By 9 months the main complementary foods have already been introduced, so the expansion of the child's diet continues. It is important to know that at this age the consistency of the products should change from homogenized to finely and coarsely ground.
A meat dish for an older child can be offered in the form of meatballs, which diversifies the child's diet and stimulates the formation of chewing skills. Canned meat industrial production for children over 8 months. - coarsely chopped, spices and spices (white pepper, celery, parsley, dill, onion, basil, thyme) can be added to them.
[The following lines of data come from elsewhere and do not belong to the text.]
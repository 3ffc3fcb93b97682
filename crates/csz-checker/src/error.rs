//! The few conditions that abort an analysis instead of producing diagnostics.

use thiserror::Error;

#[derive(Debug, Clone, PartialEq, Eq, Error)]
pub enum AnalysisError {
    #[error("analysis was cancelled")]
    Cancelled,
    /// A library type every classification depends on is not defined.
    #[error("fundamental type '{0}' is missing from the referenced libraries")]
    MissingFundamentalType(String),
}
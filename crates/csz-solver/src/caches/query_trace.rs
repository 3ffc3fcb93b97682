//! Structured query tracing for solver cache lookups.
//!
//! Events use target `csz::query_json` and are intended to be consumed with:
//! `CSZ_LOG=csz::query_json=trace CSZ_LOG_FORMAT=json`.
//!
//! Environment:
//! - `CSZ_QUERY_RUN_ID`: optional run identifier attached to every event.

use crate::types::TypeId;
use std::sync::OnceLock;
use std::sync::atomic::{AtomicU64, Ordering};
use tracing::{Level, trace};

static NEXT_QUERY_ID: AtomicU64 = AtomicU64::new(1);
static QUERY_RUN_ID: OnceLock<String> = OnceLock::new();

#[inline]
pub(crate) fn enabled() -> bool {
    tracing::enabled!(target: "csz::query_json", Level::TRACE)
}

#[inline]
pub(crate) fn next_query_id() -> u64 {
    NEXT_QUERY_ID.fetch_add(1, Ordering::Relaxed)
}

#[inline]
fn run_id() -> &'static str {
    QUERY_RUN_ID
        .get_or_init(|| std::env::var("CSZ_QUERY_RUN_ID").unwrap_or_else(|_| "default".to_string()))
        .as_str()
}

/// A query keyed by one type and an operation qualifier (protocol name, etc.).
#[inline]
pub(crate) fn query_start(query_id: u64, op: &'static str, input: TypeId, qualifier: &'static str) {
    trace!(
        target: "csz::query_json",
        event = "query",
        phase = "start",
        run_id = run_id(),
        query_id,
        op,
        input_type_id = input.0,
        qualifier
    );
}

#[inline]
pub(crate) fn query_end(query_id: u64, op: &'static str, outcome: &'static str, cache_hit: bool) {
    trace!(
        target: "csz::query_json",
        event = "query",
        phase = "end",
        run_id = run_id(),
        query_id,
        op,
        outcome,
        cache_hit
    );
}
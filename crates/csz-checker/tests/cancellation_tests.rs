use super::*;

#[test]
fn test_new_token_is_not_cancelled() {
    assert!(!CancellationToken::new().is_cancelled());
}

#[test]
fn test_clones_share_cancellation() {
    let token = CancellationToken::new();
    let clone = token.clone();
    clone.cancel();
    assert!(token.is_cancelled());
    assert!(clone.is_cancelled());
}

#[test]
fn test_cancel_is_visible_across_threads() {
    let token = CancellationToken::new();
    let remote = token.clone();
    std::thread::spawn(move || remote.cancel())
        .join()
        .expect("cancel thread");
    assert!(token.is_cancelled());
}
impl CollectionStrategy {
    /// Element type for strategies that store by conversion.
    pub fn element_target(&self) -> Option<TypeId> {
        match self {
            CollectionStrategy::Array { element, .. }
            | CollectionStrategy::Span { element, .. }
            | CollectionStrategy::Builder { element, .. } => Some(*element),
            CollectionStrategy::Construct { .. } => None,
        }
    }

    /// A builder strategy needs a `Create` overload to call.
    pub fn is_complete(&self) -> bool {
        match self {
            CollectionStrategy::Builder { create, .. } => create.is_some(),
            _ => true,
        }
    }

    pub const fn as_str(&self) -> &'static str {
        match self {
            CollectionStrategy::Array { .. } => "array",
            CollectionStrategy::Span { .. } => "span",
            CollectionStrategy::Construct { .. } => "construct",
            CollectionStrategy::Builder { .. } => "builder",
        }
    }
}

#[derive(Clone, Debug, PartialEq)]
pub struct BoundElement {
    /// Position in the literal.
    pub order: u32,
    pub span: Span,
    /// The type the element converts to; `ERROR` when binding failed.
    pub element_type: TypeId,
    pub conversion: Conversion,
    pub kind: BoundElementKind,
}

impl BoundElement {
    pub fn is_ok(&self) -> bool {
        !self.element_type.is_error()
    }
}

#[derive(Clone, Debug, PartialEq)]
pub enum BoundElementKind {
    Expr {
        value: BoundValue,
        adder: Option<ResolvedMethod>,
    },
    Spread {
        source: ExprId,
        source_type: TypeId,
        iteration_type: TypeId,
        spread: SpreadKind,
        enumerator: Option<EnumeratorShape>,
        adder: Option<ResolvedMethod>,
        /// The whole source can go through `AddRange` in one call.
        bulk_compatible: bool,
    },
}
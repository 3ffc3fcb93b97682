//! String interner for member and type names.
//!
//! Names are interned once and passed around as `u32` handles (`Atom`), so the
//! hot paths of member lookup ("is this method called `Add`?") compare
//! integers instead of strings.

use rustc_hash::{FxHashMap, FxHasher};
use serde::Serialize;
use std::hash::{Hash, Hasher};
use std::sync::{Arc, RwLock};

/// An interned string identifier.
///
/// Atoms are cheap to copy and compare. Use `ShardedInterner::resolve` to get
/// the text back.
#[derive(Clone, Copy, Debug, PartialEq, Eq, Hash, Serialize, Default, PartialOrd, Ord)]
pub struct Atom(pub u32);

impl Atom {
    /// Sentinel for the empty string.
    pub const NONE: Atom = Atom(0);

    #[inline]
    pub fn is_none(self) -> bool {
        self.0 == 0
    }
}

const SHARD_BITS: u32 = 5;
const SHARD_COUNT: usize = 1 << SHARD_BITS;
const SHARD_MASK: u32 = (SHARD_COUNT as u32) - 1;

/// Names the binder asks for on every literal or lock statement.
const PROTOCOL_NAMES: &[&str] = &[
    "Add",
    "AddRange",
    "GetEnumerator",
    "MoveNext",
    "Current",
    "Dispose",
    "EnterScope",
    "Enter",
    "Exit",
    "Length",
    "Count",
    "Scope",
    "System",
    "System.Collections",
    "System.Collections.Generic",
    "System.Threading",
    "System.Diagnostics",
];

#[derive(Default)]
struct ShardState {
    map: FxHashMap<Arc<str>, Atom>,
    strings: Vec<Arc<str>>,
}

/// Sharded string interner for concurrent use.
///
/// Method bodies are analysed on worker threads that all intern into the same
/// table; sharding keeps lock contention low while atoms stay O(1) to resolve.
pub struct ShardedInterner {
    shards: [RwLock<ShardState>; SHARD_COUNT],
}

impl ShardedInterner {
    /// Create an interner with the empty string pre-interned as `Atom::NONE`.
    pub fn new() -> Self {
        let shards: [RwLock<ShardState>; SHARD_COUNT] =
            std::array::from_fn(|_| RwLock::new(ShardState::default()));

        if let Ok(mut state) = shards[0].write() {
            let empty: Arc<str> = Arc::from("");
            state.strings.push(empty.clone());
            state.map.insert(empty, Atom::NONE);
        }

        ShardedInterner { shards }
    }

    /// Intern a string, returning its atom.
    pub fn intern(&self, s: &str) -> Atom {
        if s.is_empty() {
            return Atom::NONE;
        }

        let shard_idx = Self::shard_for(s);
        {
            let Ok(state) = self.shards[shard_idx].read() else {
                return Atom::NONE;
            };
            if let Some(&atom) = state.map.get(s) {
                return atom;
            }
        }

        let Ok(mut state) = self.shards[shard_idx].write() else {
            return Atom::NONE;
        };
        // Another thread may have won the race between the read and write lock.
        if let Some(&atom) = state.map.get(s) {
            return atom;
        }

        let local_index = state.strings.len() as u32;
        if local_index > (u32::MAX >> SHARD_BITS) {
            return Atom::NONE;
        }

        let atom = Atom((local_index << SHARD_BITS) | (shard_idx as u32 & SHARD_MASK));
        let owned: Arc<str> = Arc::from(s);
        state.strings.push(owned.clone());
        state.map.insert(owned, atom);
        atom
    }

    /// Look up an already-interned string without inserting it.
    pub fn get(&self, s: &str) -> Option<Atom> {
        if s.is_empty() {
            return Some(Atom::NONE);
        }
        let state = self.shards[Self::shard_for(s)].read().ok()?;
        state.map.get(s).copied()
    }

    /// Resolve an atom back to its text. Unknown atoms resolve to `""`.
    pub fn resolve(&self, atom: Atom) -> Arc<str> {
        self.try_resolve(atom).unwrap_or_else(|| Arc::from(""))
    }

    pub fn try_resolve(&self, atom: Atom) -> Option<Arc<str>> {
        if atom == Atom::NONE {
            return Some(Arc::from(""));
        }
        let shard_idx = (atom.0 & SHARD_MASK) as usize;
        let local_index = (atom.0 >> SHARD_BITS) as usize;
        let state = self.shards.get(shard_idx)?.read().ok()?;
        state.strings.get(local_index).cloned()
    }

    /// Number of interned strings (including the empty string).
    pub fn len(&self) -> usize {
        self.shards
            .iter()
            .map(|shard| shard.read().map(|state| state.strings.len()).unwrap_or(0))
            .sum()
    }

    pub fn is_empty(&self) -> bool {
        self.len() <= 1
    }

    /// Pre-intern the protocol member names used by the shape locator.
    pub fn intern_common(&self) {
        for s in PROTOCOL_NAMES {
            self.intern(s);
        }
    }

    #[inline]
    fn shard_for(s: &str) -> usize {
        let mut hasher = FxHasher::default();
        s.hash(&mut hasher);
        (hasher.finish() as usize) & (SHARD_COUNT - 1)
    }
}

impl Default for ShardedInterner {
    fn default() -> Self {
        Self::new()
    }
}

#[cfg(test)]
#[path = "../tests/interner_tests.rs"]
mod tests;
//! User-defined implicit conversion search.
//!
//! Operators are collected from the source and target types and their base
//! classes. An operator applies only when both legs (source to its parameter,
//! its return to the target) are standard implicit conversions, so a
//! collection-literal or lock-scope edge can never feed an operator.

use crate::class_hierarchy::base_chain;
use crate::conversions::ConversionClassifier;
use crate::def::DefId;
use crate::instantiate::{TypeSubstitution, instantiate_type};
use crate::types::{MethodId, MethodKind, TypeData, TypeId};
use csz_common::limits::MAX_USER_DEFINED_CANDIDATES;
use indexmap::IndexSet;
use smallvec::SmallVec;
use tracing::trace;

#[derive(Clone, Debug, PartialEq, Eq)]
pub enum UserDefinedOutcome {
    None,
    Unique(MethodId),
    Ambiguous(SmallVec<[MethodId; 2]>),
}

impl UserDefinedOutcome {
    pub fn exists(&self) -> bool {
        !matches!(self, UserDefinedOutcome::None)
    }
}

#[derive(Clone, Copy, Debug)]
struct Operator {
    method: MethodId,
    from: TypeId,
    to: TypeId,
}

/// Find the implicit user-defined conversion from `source` to `target`.
pub fn find_implicit_user_defined(
    classifier: &ConversionClassifier<'_>,
    source: TypeId,
    target: TypeId,
) -> UserDefinedOutcome {
    let db = classifier.db();
    let unwrap_nullable = |ty: TypeId| match db.lookup(ty) {
        Some(TypeData::Nullable(inner) | TypeData::NullableRef(inner)) => inner,
        _ => ty,
    };
    let source_core = unwrap_nullable(source);
    let target_core = unwrap_nullable(target);

    // Owning types, each searched once.
    let mut owners: IndexSet<(DefId, TypeId)> = IndexSet::new();
    for ty in [source_core, target_core] {
        for owner in std::iter::once(ty).chain(base_chain(db, ty)) {
            if let Some(def) = db.def_of(owner) {
                owners.insert((def, owner));
            }
        }
    }

    let mut applicable: Vec<Operator> = Vec::new();
    for &(def, owner) in &owners {
        if applicable.len() >= MAX_USER_DEFINED_CANDIDATES {
            break;
        }
        let subst = TypeSubstitution::for_type(db, owner);
        for id in db.defs().get_methods(def) {
            let Some(info) = db.defs().method(id) else {
                continue;
            };
            if info.kind != (MethodKind::Conversion { implicit: true }) || info.params.len() != 1 {
                continue;
            }
            let from = instantiate_type(db, info.params[0].ty, &subst);
            let to = instantiate_type(db, info.return_type, &subst);
            if classifier.standard(source, from).is_standard_implicit()
                && classifier.standard(to, target).is_standard_implicit()
                && !applicable.iter().any(|op| op.method == id)
            {
                applicable.push(Operator { method: id, from, to });
                if applicable.len() >= MAX_USER_DEFINED_CANDIDATES {
                    trace!(source = source.0, target = target.0, "user-defined candidate limit reached");
                    break;
                }
            }
        }
    }

    let outcome = pick_most_specific(classifier, source, target, &applicable);
    trace!(
        source = source.0,
        target = target.0,
        candidates = applicable.len(),
        outcome = ?outcome,
        "user-defined conversion search"
    );
    outcome
}

fn pick_most_specific(
    classifier: &ConversionClassifier<'_>,
    source: TypeId,
    target: TypeId,
    applicable: &[Operator],
) -> UserDefinedOutcome {
    match applicable {
        [] => return UserDefinedOutcome::None,
        [only] => return UserDefinedOutcome::Unique(only.method),
        _ => {}
    }
    let froms: Vec<TypeId> = applicable.iter().map(|op| op.from).collect();
    let tos: Vec<TypeId> = applicable.iter().map(|op| op.to).collect();

    // Most specific source: exact, else the most encompassed parameter type.
    let best_from = if froms.contains(&source) {
        Some(source)
    } else {
        unique_extreme(&froms, |a, b| classifier.standard(a, b).is_standard_implicit())
    };
    // Most specific target: exact, else the most encompassing return type.
    let best_to = if tos.contains(&target) {
        Some(target)
    } else {
        unique_extreme(&tos, |a, b| classifier.standard(b, a).is_standard_implicit())
    };

    let ambiguous = || UserDefinedOutcome::Ambiguous(applicable.iter().map(|op| op.method).collect());
    let (Some(best_from), Some(best_to)) = (best_from, best_to) else {
        return ambiguous();
    };
    let mut matching = applicable
        .iter()
        .filter(|op| op.from == best_from && op.to == best_to);
    match (matching.next(), matching.next()) {
        (Some(op), None) => UserDefinedOutcome::Unique(op.method),
        _ => ambiguous(),
    }
}

/// The single type that relates to every other type in `types` by `precedes`.
fn unique_extreme(types: &[TypeId], precedes: impl Fn(TypeId, TypeId) -> bool) -> Option<TypeId> {
    let distinct: IndexSet<TypeId> = types.iter().copied().collect();
    let mut winners = distinct
        .iter()
        .copied()
        .filter(|&candidate| distinct.iter().all(|&other| other == candidate || precedes(candidate, other)));
    match (winners.next(), winners.next()) {
        (Some(winner), None) => Some(winner),
        _ => None,
    }
}

#[cfg(test)]
#[path = "../tests/user_defined_tests.rs"]
mod tests;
The volume of fish puree increases to 60 g per day by 12 months. Fish is given 2 times a week boiled without broth (instead of meat).

At this age, children's pasta can be offered to the child.

The number of children's biscuits and crackers is increased up to 10-15 g per day (2-3 biscuits).

By the year it is useful to add finely chopped fresh garden greens (dill, parsley) to various dishes, which significantly enriches the diet with vitamins and minerals.

Sample diet for a 12 month old child:

8 hours
Dairy-free or milk porridge*
Boiled egg yolk
Fruit puree
150-200 g
approx. 1 tsp.
1/2 pcs
50 g
12 noon
Vegetable puree
Vegetable oil
Meat puree (meatballs) or fish

180 g
about 1/2 tsp.
50 g
10 g
50 ml

afternoon tea
4 pm
Breast milk (kefir or yogurt)**
Cottage cheese
Fruit puree
Baby biscuits
100 g
50 g
50-70 g
2 pcs
20 hours
Vegetables or porridge**
Meat puree
Vegetable oil
Fruit juice
180 g
20 g
1/2 tsp.
50 ml
at bedtime
11 pm
Breast milk (DMS)*** 200 ml

* - dairy-free porridge should be diluted with breast milk or infant formula that the child receives. Milk porridge is diluted with water.
** - daily volume of kefir or yogurt can be up to 200 ml,
*** - infant milk formula

Approximate diet of a 12-month-old child with an allergy to cow's milk proteins:


8 hours

Dairy-free porridge*
Vegetable oil
Fruit puree
150-200 g
approx. 1 tsp.
50 g
12 noon
Vegetable puree
Vegetable oil
Meat puree/meatball
180 g
about 1/2 tsp.
50-70 g
10 g
50 ml
afternoon tea
4 pm
Breast milk or formula for infants with cow's milk protein intolerance
Fruit puree

150-180 ml
50 g
10 g

20 hours
Vegetables or dairy-free porridge**
Vegetable oil
Meat puree
Fruit juice
180 g
about 1/2 tsp.
30-40 g
50 ml
at bedtime
11 pm
Breast milk or formula for infants with intolerance to cow's milk proteins 200 ml

* - dairy-free porridge should be diluted with breast milk or formula for children with intolerance to cow's milk proteins.
** - you can either alternate porridge or vegetables, or offer a mixed dish - porridge with vegetables.